→ **Work task**:
Some entries follow. Reproduce exactly the lines starting at the one with "fn default_true() ->" and stopping after the one with "pub type MaterialIndex".

→ **Recorded data**:
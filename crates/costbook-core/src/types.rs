//! # Domain Types
//!
//! Core domain types used throughout Costbook.
//!
//! ## Type Hierarchy
//! ```text
//! ┌─────────────────────────────────────────────────────────────────────────┐
//! │                         Domain Types                                    │
//! │                                                                         │
//! │  ┌─────────────────┐   ┌─────────────────┐   ┌─────────────────┐       │
//! │  │    Material     │   │   BomRecord     │   │    BomLine      │       │
//! │  │  ─────────────  │   │  ─────────────  │   │  ─────────────  │       │
//! │  │  id             │◄──│  id             │──►│  component ─────┼──┐    │
//! │  │  unit_cost_cents│   │  output_qty     │   │  quantity       │  │    │
//! │  │  is_active      │   │  lines          │   │  unit_cost_cents│  │    │
//! │  └─────────────────┘   └─────────────────┘   └─────────────────┘  │    │
//! │          ▲                     ▲                                  │    │
//! │          │                     │         ┌────────────────────┐   │    │
//! │          │                     └─────────│ Component          │◄──┘    │
//! │          └───────────────────────────────│  Material(id?)     │        │
//! │                                          │  Subassembly(id?)  │        │
//! │                                          └────────────────────┘        │
//! │                                                                         │
//! │  ┌──────────────────────┐   ┌─────────────────┐                        │
//! │  │   BomCostSummary     │   │      Rate       │                        │
//! │  │  total_cost_cents    │   │  bps (u32)      │                        │
//! │  │  unit_cost_cents?    │   │  2500 = 25%     │                        │
//! │  │  has_cycle           │   └─────────────────┘                        │
//! │  │  unresolved          │                                              │
//! │  └──────────────────────┘                                              │
//! └─────────────────────────────────────────────────────────────────────────┘
//! ```
//!
//! ## Wire Shape
//! All types serialize camelCase so the renderer reads them as-is, and
//! `ts-rs` exports matching TypeScript definitions.

use std::collections::HashMap;

use serde::{Deserialize, Serialize};
use ts_rs::TS;
use uuid::Uuid;

use crate::diagnostics::BomWarning;
use crate::money::Money;

// =============================================================================
// Rate
// =============================================================================

/// A percentage represented in basis points (bps).
///
/// 1 basis point = 0.01% = 1/10000, so 2500 bps = 25%.
/// Used for markups and target margins on cost sheets.
#[derive(Debug, Clone, Copy, PartialEq, Eq, Serialize, Deserialize, TS)]
#[ts(export)]
pub struct Rate(u32);

impl Rate {
    /// Creates a rate from basis points.
    #[inline]
    pub const fn from_bps(bps: u32) -> Self {
        Rate(bps)
    }

    /// Creates a rate from a percentage (for convenience).
    pub fn from_percentage(pct: f64) -> Self {
        Rate((pct * 100.0).round() as u32)
    }

    /// Returns the rate in basis points.
    #[inline]
    pub const fn bps(&self) -> u32 {
        self.0
    }

    /// Returns the rate as a percentage (for display only).
    #[inline]
    pub fn percentage(&self) -> f64 {
        self.0 as f64 / 100.0
    }

    /// Zero rate.
    #[inline]
    pub const fn zero() -> Self {
        Rate(0)
    }
}

impl Default for Rate {
    fn default() -> Self {
        Rate::zero()
    }
}

// =============================================================================
// Material
// =============================================================================

/// A purchasable input (flour, fabric, screws...).
///
/// Read-only to the resolver. Inactive materials still resolve costs;
/// `is_active` only drives what the catalog screen shows.
#[derive(Debug, Clone, PartialEq, Serialize, Deserialize, TS)]
#[ts(export)]
#[serde(rename_all = "camelCase")]
pub struct Material {
    pub id: String,

    #[serde(default)]
    pub name: String,

    /// Unit of measure the cost applies to ("kg", "m", "each").
    #[serde(default)]
    pub unit: String,

    /// Cost of one unit in cents.
    pub unit_cost_cents: i64,

    #[serde(default = "default_true")]
    pub is_active: bool,
}

fn default_true() -> bool {
    true
}

impl Material {
    /// Creates an active material with a generated id.
    pub fn new(name: impl Into<String>, unit_cost_cents: i64) -> Self {
        Material {
            id: Uuid::new_v4().to_string(),
            name: name.into(),
            unit: String::new(),
            unit_cost_cents,
            is_active: true,
        }
    }

    /// Replaces the generated id.
    pub fn with_id(mut self, id: impl Into<String>) -> Self {
        self.id = id.into();
        self
    }

    /// Returns the unit cost as Money.
    #[inline]
    pub fn unit_cost(&self) -> Money {
        Money::from_cents(self.unit_cost_cents)
    }
}

/// Lookup of materials by id, as handed to the resolver.
pub type MaterialIndex = HashMap<String, Material>;

/// Builds a [`MaterialIndex`]. Later entries win on duplicate ids.
pub fn index_materials<'a>(materials: impl IntoIterator<Item = &'a Material>) -> MaterialIndex {
    materials
        .into_iter()
        .map(|m| (m.id.clone(), m.clone()))
        .collect()
}

// =============================================================================
// Component
// =============================================================================

/// What a BOM line consumes.
///
/// The reference is optional in both variants: a material line without an
/// id is an ad-hoc input priced by the line's cached cost, while a
/// subassembly line without an id is an incomplete link.
#[derive(Debug, Clone, PartialEq, Eq, Serialize, Deserialize, TS)]
#[ts(export)]
#[serde(tag = "componentType")]
pub enum Component {
    #[serde(rename = "material")]
    Material {
        #[serde(rename = "materialId")]
        material_id: Option<String>,
    },

    #[serde(rename = "bom_item")]
    Subassembly {
        #[serde(rename = "componentBomId")]
        bom_id: Option<String>,
    },
}

impl Component {
    /// A line consuming the given material.
    pub fn material(id: impl Into<String>) -> Self {
        Component::Material {
            material_id: Some(id.into()),
        }
    }

    /// A line consuming another BOM.
    pub fn subassembly(id: impl Into<String>) -> Self {
        Component::Subassembly {
            bom_id: Some(id.into()),
        }
    }
}

// =============================================================================
// BOM Line
// =============================================================================

/// One component row of a BOM.
#[derive(Debug, Clone, PartialEq, Serialize, Deserialize, TS)]
#[ts(export)]
#[serde(rename_all = "camelCase")]
pub struct BomLine {
    #[serde(default)]
    pub id: String,

    pub component: Component,

    /// Units of the component consumed per batch of the parent.
    pub quantity: f64,

    /// Cached unit cost, used only when the reference cannot be resolved.
    #[serde(default)]
    pub unit_cost_cents: i64,
}

impl BomLine {
    /// Creates a line with a generated id and no cached cost.
    pub fn new(component: Component, quantity: f64) -> Self {
        BomLine {
            id: Uuid::new_v4().to_string(),
            component,
            quantity,
            unit_cost_cents: 0,
        }
    }

    /// Shorthand for a material line.
    pub fn material(material_id: impl Into<String>, quantity: f64) -> Self {
        Self::new(Component::material(material_id), quantity)
    }

    /// Shorthand for a subassembly line.
    pub fn subassembly(bom_id: impl Into<String>, quantity: f64) -> Self {
        Self::new(Component::subassembly(bom_id), quantity)
    }

    /// Sets the cached fallback cost.
    pub fn with_cached_cost(mut self, unit_cost_cents: i64) -> Self {
        self.unit_cost_cents = unit_cost_cents;
        self
    }
}

// =============================================================================
// BOM Record
// =============================================================================

/// A bill of materials: one batch consumes `lines` and yields `output_qty`
/// units.
#[derive(Debug, Clone, PartialEq, Serialize, Deserialize, TS)]
#[ts(export)]
#[serde(rename_all = "camelCase")]
pub struct BomRecord {
    pub id: String,

    #[serde(default)]
    pub name: String,

    pub output_qty: f64,

    #[serde(default)]
    pub lines: Vec<BomLine>,
}

impl BomRecord {
    /// Creates an empty BOM with a generated id.
    pub fn new(name: impl Into<String>, output_qty: f64) -> Self {
        BomRecord {
            id: Uuid::new_v4().to_string(),
            name: name.into(),
            output_qty,
            lines: Vec::new(),
        }
    }

    /// Replaces the generated id.
    pub fn with_id(mut self, id: impl Into<String>) -> Self {
        self.id = id.into();
        self
    }

    /// Appends a line.
    pub fn with_line(mut self, line: BomLine) -> Self {
        self.lines.push(line);
        self
    }
}

// =============================================================================
// BOM Cost Summary
// =============================================================================

/// Derived cost of one BOM. Never stored; recomputed on every pass.
#[derive(Debug, Clone, Copy, PartialEq, Eq, Serialize, Deserialize, TS)]
#[ts(export)]
#[serde(rename_all = "camelCase")]
pub struct BomCostSummary {
    /// Cost of one batch, never negative.
    pub total_cost_cents: i64,

    /// Cost per output unit; `None` when the output quantity is not positive.
    pub unit_cost_cents: Option<i64>,

    /// Resolving this BOM ran into a component already on the resolution path.
    pub has_cycle: bool,

    /// Some reference (direct or transitive) could not be resolved.
    pub unresolved: bool,
}

impl BomCostSummary {
    /// Placeholder returned when a BOM is reached again while still being
    /// resolved.
    pub(crate) const CYCLE_SENTINEL: BomCostSummary = BomCostSummary {
        total_cost_cents: 0,
        unit_cost_cents: None,
        has_cycle: true,
        unresolved: true,
    };

    /// Returns the batch total as Money.
    #[inline]
    pub fn total(&self) -> Money {
        Money::from_cents(self.total_cost_cents)
    }

    /// Returns the unit cost as Money, if defined.
    #[inline]
    pub fn unit_cost(&self) -> Option<Money> {
        self.unit_cost_cents.map(Money::from_cents)
    }

    /// True when neither diagnostic flag is set.
    #[inline]
    pub fn is_clean(&self) -> bool {
        !self.has_cycle && !self.unresolved
    }

    /// User-facing warnings for this summary, cycle first.
    pub fn warnings(&self) -> Vec<BomWarning> {
        let mut warnings = Vec::new();
        if self.has_cycle {
            warnings.push(BomWarning::CircularReference);
        }
        if self.unresolved {
            warnings.push(BomWarning::IncompleteLinks);
        }
        warnings
    }
}

/// Cost summaries keyed by BOM id.
pub type BomCostMap = HashMap<String, BomCostSummary>;

// =============================================================================
// Unit Tests
// =============================================================================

→ **Expected answer**:
fn default_true() -> bool {
    true
}

impl Material {
    /// Creates an active material with a generated id.
    pub fn new(name: impl Into<String>, unit_cost_cents: i64) -> Self {
        Material {
            id: Uuid::new_v4().to_string(),
            name: name.into(),
            unit: String::new(),
            unit_cost_cents,
            is_active: true,
        }
    }

    /// Replaces the generated id.
    pub fn with_id(mut self, id: impl Into<String>) -> Self {
        self.id = id.into();
        self
    }

    /// Returns the unit cost as Money.
    #[inline]
    pub fn unit_cost(&self) -> Money {
        Money::from_cents(self.unit_cost_cents)
    }
}

/// Lookup of materials by id, as handed to the resolver.
pub type MaterialIndex = HashMap<String, Material>;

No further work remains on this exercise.